EXERCISE: Bring together all lines of the material below that contain the string "IntoResponse".

RECORDS PROVIDED:
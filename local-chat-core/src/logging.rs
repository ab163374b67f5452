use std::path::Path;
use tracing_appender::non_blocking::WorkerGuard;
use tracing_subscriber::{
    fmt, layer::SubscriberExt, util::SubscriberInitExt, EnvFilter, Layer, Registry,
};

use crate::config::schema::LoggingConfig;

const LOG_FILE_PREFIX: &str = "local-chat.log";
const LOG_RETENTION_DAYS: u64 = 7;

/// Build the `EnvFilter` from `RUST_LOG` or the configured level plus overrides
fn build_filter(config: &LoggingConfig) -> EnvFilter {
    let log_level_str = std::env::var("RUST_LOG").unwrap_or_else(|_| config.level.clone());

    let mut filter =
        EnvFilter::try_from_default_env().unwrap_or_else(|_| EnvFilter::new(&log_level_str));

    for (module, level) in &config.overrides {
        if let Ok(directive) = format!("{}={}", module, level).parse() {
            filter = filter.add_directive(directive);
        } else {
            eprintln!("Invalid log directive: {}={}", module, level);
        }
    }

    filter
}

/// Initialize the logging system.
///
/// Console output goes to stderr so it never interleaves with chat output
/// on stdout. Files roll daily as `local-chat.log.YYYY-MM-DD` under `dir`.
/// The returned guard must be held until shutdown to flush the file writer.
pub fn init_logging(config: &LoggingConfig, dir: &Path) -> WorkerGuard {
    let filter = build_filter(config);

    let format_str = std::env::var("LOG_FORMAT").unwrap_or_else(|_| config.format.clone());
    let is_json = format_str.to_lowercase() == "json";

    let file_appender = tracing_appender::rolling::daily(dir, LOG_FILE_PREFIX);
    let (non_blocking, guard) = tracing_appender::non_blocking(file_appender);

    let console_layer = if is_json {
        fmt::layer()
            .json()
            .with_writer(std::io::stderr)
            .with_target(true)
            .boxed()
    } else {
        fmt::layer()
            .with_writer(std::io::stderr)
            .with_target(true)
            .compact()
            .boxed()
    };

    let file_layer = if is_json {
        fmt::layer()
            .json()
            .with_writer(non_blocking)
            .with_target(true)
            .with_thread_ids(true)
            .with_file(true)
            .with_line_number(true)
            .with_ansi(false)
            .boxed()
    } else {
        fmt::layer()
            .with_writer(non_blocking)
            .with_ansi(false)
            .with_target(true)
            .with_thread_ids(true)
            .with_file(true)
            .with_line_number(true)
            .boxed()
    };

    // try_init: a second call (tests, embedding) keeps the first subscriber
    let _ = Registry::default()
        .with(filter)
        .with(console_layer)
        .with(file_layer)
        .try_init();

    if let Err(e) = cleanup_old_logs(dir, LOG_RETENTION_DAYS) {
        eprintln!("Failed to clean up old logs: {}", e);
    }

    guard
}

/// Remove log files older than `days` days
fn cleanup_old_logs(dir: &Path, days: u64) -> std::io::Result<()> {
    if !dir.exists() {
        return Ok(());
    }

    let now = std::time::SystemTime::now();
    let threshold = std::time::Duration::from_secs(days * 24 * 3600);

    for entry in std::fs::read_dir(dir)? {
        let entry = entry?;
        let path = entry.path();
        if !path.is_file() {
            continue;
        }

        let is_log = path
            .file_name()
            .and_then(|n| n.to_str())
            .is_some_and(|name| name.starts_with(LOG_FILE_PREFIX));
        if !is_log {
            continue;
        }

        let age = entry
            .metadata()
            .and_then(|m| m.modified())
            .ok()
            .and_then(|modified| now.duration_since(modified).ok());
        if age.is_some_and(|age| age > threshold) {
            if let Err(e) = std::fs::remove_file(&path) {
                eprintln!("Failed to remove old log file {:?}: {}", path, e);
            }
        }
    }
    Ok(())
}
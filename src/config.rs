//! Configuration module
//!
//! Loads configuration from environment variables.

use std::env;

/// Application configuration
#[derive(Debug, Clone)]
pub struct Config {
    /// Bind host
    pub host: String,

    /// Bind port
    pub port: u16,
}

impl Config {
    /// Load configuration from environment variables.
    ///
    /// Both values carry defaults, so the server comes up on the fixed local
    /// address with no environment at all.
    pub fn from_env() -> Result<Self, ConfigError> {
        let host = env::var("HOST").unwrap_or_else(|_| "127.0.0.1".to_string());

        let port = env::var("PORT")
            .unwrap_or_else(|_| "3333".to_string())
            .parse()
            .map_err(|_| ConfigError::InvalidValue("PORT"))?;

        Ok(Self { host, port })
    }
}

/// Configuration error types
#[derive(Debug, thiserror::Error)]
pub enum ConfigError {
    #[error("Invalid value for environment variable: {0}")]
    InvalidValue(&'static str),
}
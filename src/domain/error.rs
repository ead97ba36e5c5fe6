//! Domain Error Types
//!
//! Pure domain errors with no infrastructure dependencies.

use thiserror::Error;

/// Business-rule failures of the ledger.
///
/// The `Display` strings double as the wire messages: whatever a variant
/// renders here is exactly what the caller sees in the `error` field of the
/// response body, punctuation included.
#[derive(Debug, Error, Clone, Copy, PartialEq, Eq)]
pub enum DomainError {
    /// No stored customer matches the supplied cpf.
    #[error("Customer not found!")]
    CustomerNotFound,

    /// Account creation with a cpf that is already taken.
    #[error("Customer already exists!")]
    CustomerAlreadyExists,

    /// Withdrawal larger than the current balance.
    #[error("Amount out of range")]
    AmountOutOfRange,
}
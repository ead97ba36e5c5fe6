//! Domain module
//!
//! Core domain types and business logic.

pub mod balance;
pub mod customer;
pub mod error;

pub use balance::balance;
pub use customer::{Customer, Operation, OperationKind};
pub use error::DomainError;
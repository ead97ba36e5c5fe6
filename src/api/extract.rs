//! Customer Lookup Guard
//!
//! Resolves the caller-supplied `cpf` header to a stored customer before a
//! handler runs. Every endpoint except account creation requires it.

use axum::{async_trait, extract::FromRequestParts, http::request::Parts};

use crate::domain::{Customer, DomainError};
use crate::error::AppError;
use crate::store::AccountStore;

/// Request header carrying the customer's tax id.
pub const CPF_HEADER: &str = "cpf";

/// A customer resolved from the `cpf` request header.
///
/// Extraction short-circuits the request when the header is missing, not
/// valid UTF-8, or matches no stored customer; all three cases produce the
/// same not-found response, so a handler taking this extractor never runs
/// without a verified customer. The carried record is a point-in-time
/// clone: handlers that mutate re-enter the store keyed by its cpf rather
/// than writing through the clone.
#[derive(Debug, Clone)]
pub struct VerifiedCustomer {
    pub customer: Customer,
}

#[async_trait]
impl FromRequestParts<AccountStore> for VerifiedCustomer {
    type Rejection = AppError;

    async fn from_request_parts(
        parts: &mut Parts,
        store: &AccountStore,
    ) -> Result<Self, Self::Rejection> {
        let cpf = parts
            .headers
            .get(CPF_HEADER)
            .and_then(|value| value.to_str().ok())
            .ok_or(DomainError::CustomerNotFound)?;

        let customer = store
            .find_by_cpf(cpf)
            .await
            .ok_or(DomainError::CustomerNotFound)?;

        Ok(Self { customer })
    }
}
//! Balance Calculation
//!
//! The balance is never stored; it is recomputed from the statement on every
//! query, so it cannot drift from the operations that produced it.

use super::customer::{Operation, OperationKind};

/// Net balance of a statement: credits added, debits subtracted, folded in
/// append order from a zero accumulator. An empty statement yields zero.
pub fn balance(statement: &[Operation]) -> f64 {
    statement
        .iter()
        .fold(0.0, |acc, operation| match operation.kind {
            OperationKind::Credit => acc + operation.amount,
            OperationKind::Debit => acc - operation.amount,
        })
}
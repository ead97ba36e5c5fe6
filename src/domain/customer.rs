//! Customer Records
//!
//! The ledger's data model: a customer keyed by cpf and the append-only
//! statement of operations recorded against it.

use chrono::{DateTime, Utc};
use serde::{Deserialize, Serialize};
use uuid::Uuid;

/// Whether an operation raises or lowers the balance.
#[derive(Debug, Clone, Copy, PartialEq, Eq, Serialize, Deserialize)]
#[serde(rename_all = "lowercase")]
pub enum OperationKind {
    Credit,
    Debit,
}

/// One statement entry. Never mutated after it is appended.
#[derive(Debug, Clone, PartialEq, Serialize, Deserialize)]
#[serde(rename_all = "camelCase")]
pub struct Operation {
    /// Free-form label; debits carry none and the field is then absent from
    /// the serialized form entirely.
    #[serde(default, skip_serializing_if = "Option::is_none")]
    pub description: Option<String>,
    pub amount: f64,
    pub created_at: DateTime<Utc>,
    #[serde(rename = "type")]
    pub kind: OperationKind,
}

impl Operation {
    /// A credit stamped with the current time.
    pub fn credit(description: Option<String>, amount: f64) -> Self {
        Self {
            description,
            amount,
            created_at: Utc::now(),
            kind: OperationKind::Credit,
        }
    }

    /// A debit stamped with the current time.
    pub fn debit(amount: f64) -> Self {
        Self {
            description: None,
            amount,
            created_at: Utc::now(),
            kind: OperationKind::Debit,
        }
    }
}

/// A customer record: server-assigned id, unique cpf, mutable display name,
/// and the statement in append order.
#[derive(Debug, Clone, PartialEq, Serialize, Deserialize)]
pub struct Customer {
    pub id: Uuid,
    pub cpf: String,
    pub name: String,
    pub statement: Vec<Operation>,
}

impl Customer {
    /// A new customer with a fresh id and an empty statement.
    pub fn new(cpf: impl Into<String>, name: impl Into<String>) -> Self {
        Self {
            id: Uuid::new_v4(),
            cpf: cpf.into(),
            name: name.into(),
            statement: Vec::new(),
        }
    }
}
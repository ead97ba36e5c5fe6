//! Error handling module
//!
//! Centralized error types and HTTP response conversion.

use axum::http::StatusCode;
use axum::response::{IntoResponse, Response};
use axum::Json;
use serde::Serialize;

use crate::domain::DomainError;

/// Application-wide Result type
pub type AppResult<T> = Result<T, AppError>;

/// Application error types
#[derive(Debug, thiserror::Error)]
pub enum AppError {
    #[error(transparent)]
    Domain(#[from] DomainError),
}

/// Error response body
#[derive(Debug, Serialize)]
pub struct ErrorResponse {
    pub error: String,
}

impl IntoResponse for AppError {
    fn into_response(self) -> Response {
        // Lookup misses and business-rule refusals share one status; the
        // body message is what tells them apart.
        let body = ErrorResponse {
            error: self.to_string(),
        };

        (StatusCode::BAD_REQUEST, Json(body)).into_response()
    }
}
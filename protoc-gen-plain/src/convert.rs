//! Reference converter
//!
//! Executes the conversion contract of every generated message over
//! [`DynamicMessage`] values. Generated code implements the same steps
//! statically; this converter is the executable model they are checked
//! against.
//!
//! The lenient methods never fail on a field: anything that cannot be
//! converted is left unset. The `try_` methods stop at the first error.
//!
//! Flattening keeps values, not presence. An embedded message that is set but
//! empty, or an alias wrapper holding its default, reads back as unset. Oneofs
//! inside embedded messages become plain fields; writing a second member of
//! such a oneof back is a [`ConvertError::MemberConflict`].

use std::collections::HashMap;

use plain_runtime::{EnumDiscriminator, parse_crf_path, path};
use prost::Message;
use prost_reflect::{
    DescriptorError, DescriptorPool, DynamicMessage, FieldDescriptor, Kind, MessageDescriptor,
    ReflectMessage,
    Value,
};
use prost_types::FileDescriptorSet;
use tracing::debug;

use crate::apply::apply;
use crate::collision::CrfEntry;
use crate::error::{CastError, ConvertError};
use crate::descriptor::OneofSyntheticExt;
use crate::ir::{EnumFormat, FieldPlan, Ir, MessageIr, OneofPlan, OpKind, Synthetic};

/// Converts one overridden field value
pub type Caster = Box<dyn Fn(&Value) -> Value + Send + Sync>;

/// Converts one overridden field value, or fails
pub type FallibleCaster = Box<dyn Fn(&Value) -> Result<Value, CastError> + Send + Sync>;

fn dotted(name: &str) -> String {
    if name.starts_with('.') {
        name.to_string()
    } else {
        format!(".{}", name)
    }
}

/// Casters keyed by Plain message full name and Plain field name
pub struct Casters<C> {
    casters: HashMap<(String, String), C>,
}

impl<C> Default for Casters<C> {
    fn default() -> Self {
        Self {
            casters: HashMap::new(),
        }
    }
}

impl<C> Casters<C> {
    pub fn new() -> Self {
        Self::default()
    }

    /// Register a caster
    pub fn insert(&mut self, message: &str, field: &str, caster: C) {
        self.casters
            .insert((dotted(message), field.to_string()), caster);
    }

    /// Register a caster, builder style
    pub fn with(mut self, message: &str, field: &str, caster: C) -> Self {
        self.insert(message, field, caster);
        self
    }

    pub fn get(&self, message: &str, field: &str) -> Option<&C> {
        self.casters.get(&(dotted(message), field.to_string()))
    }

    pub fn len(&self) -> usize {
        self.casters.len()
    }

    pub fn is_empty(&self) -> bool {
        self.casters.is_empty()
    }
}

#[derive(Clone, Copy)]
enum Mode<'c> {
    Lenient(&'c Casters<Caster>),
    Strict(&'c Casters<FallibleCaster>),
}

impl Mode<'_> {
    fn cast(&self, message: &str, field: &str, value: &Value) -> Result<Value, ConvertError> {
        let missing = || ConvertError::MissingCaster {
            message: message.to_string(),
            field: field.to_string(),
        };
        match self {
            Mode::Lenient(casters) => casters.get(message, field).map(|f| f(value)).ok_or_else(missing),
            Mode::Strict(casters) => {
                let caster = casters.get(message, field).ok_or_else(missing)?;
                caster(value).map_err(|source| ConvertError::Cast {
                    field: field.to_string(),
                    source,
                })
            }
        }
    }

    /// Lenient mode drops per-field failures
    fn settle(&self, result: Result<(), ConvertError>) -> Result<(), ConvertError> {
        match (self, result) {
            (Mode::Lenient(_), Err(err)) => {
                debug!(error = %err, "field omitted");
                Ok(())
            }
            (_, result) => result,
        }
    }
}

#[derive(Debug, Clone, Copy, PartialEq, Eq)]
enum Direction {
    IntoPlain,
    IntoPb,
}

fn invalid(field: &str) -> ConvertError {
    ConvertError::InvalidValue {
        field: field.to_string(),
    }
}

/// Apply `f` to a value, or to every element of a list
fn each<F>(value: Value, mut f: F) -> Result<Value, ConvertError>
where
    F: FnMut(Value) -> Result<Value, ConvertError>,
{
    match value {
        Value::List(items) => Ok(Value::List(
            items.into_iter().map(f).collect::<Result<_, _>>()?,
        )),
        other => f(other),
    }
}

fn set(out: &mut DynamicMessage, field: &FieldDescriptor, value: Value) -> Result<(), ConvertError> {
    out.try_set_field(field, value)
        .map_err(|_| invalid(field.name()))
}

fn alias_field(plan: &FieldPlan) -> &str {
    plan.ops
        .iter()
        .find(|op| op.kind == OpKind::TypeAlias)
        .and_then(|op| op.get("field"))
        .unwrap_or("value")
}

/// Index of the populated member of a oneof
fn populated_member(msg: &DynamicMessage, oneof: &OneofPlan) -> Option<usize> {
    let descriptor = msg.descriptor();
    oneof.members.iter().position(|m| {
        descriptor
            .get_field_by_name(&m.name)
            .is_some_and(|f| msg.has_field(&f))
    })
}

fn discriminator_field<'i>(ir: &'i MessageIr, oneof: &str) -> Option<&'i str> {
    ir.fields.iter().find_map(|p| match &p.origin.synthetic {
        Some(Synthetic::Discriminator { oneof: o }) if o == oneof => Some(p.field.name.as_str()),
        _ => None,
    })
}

EXPECTED ANSWER:
use axum::response::{IntoResponse, Response};
impl IntoResponse for AppError {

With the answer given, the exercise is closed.